Dedicated to Women's Health
Breast Cancer Risk Assessment

Types of Risk

There are many different ways to express a woman's breast cancer risk. It can be calculated for a lifetime, or for a specific period of time; in absolute terms or relative to other women. There are several special terms related to these measurements, so it's important to define and understand the language that physicians use in talking about risk.

There are three main measurements of risk:

  1. Absolute risk
  2. Relative risk
  3. Attributable risk

Absolute risk
Absolute risk is the percent chance that a woman will develop breast cancer during a certain period of time (5 years, 10 years, 20 years, etc.). If the time period examined is a lifetime, we use the term "cumulative risk."

Cumulative risk describes a woman's chance of getting breast cancer over her entire lifetime. It is the source of the familiar "1 in 8 women will get breast cancer in their lifetime" statistic for non-Hispanic, Caucasian women. Cumulative risk describes the average risk of breast cancer for a population of women – the estimate is not based on each individual woman's profile. As a result, this number will overestimate risk for women with no known risk factors and underestimate risk for those with identified risk factors.

Relative risk
Relative risk is a comparative measurement. It compares the breast cancer risk of women with particular risk factors to women who do not share the same risk factors. Many of the breast cancer statistics we read in the news are expressed in terms of relative risk. Here's an example:

Sample sentence:
"Having two biopsies before the age of 50 increases a woman's relative risk of breast cancer by 3 times."
In other words:
A woman who has had 2 biopsies before the age of 50 is 3 times more likely to develop breast cancer compared to a woman who has not had 2 biopsies before the age of 50.

Always consider the baseline risk of the group used as a comparison. In this example, we are comparing women who have had 2 biopsies before they reach 50 years of age to women who have not had 2 biopsies by age 50.

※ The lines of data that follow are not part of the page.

//! Session error types

use thiserror::Error;
use tutordesk_core::CoreError;

/// Result type for session operations
pub type SessionResult<T> = Result<T, SessionError>;

#[derive(Debug, Error)]
pub enum SessionError {
    /// Sealing or opening the token failed
    #[error(transparent)]
    Core(#[from] CoreError),

    /// The cookie could not be written or removed
    #[error("Cookie storage unavailable: {0}")]
    Storage(String),
}

impl SessionError {
    pub fn storage(message: impl Into<String>) -> Self {
        Self::Storage(message.into())
    }
}

/// Failures of console operations that touch both the backend and the session
#[derive(Debug, Error)]
pub enum ConsoleError {
    #[error(transparent)]
    Client(#[from] tutordesk_http::ClientError),

    #[error(transparent)]
    Session(#[from] SessionError),

    /// The backend answered but refused the credentials
    #[error("Login rejected: {0}")]
    LoginRejected(String),
}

As an example, assume that the women without biopsies had a 1% chance of developing breast cancer in the next 5 years. For the women who had had 2 biopsies, you would multiply 1% by 3 times. Their risk is still only 3% in this hypothetical example. That's why it is important to remember that relative risk is all relative to the group used as a comparison.

You may see relative risk expressed as a ratio (ex: 1.5). This number 1.5 means that a woman with a particular risk factor is 1.5 times more likely to develop breast cancer than someone without that risk factor.

Another way to express this number is to say that the risk factor increases relative risk by 50%. However, it's important to ask... "50% increase relative to what?" If the baseline risk level we're comparing to is 1%, a 50% increase isn't as meaningful.

Attributable risk
This term pertains to risk within a large population of people, not to the risk level of an individual woman. Attributable risk is calculated by determining how commonly a particular risk factor (like family history) is found in the population, and the relative risk associated with that factor. Sample sentence:

Sample sentence:
"Risk Factor A has an attributable risk of 9%."
In other words:
Risk Factor A explains 9% of the breast cancers found in the population.

As you probably have concluded by now, assessing your breast cancer risk thoroughly requires more than just one technique. If you are interested in better understanding your risk, the best way to start is by talking with your doctor about the methods described in this section, and/or asking for a recommendation of a nearby center that specializes in breast cancer risk assessment.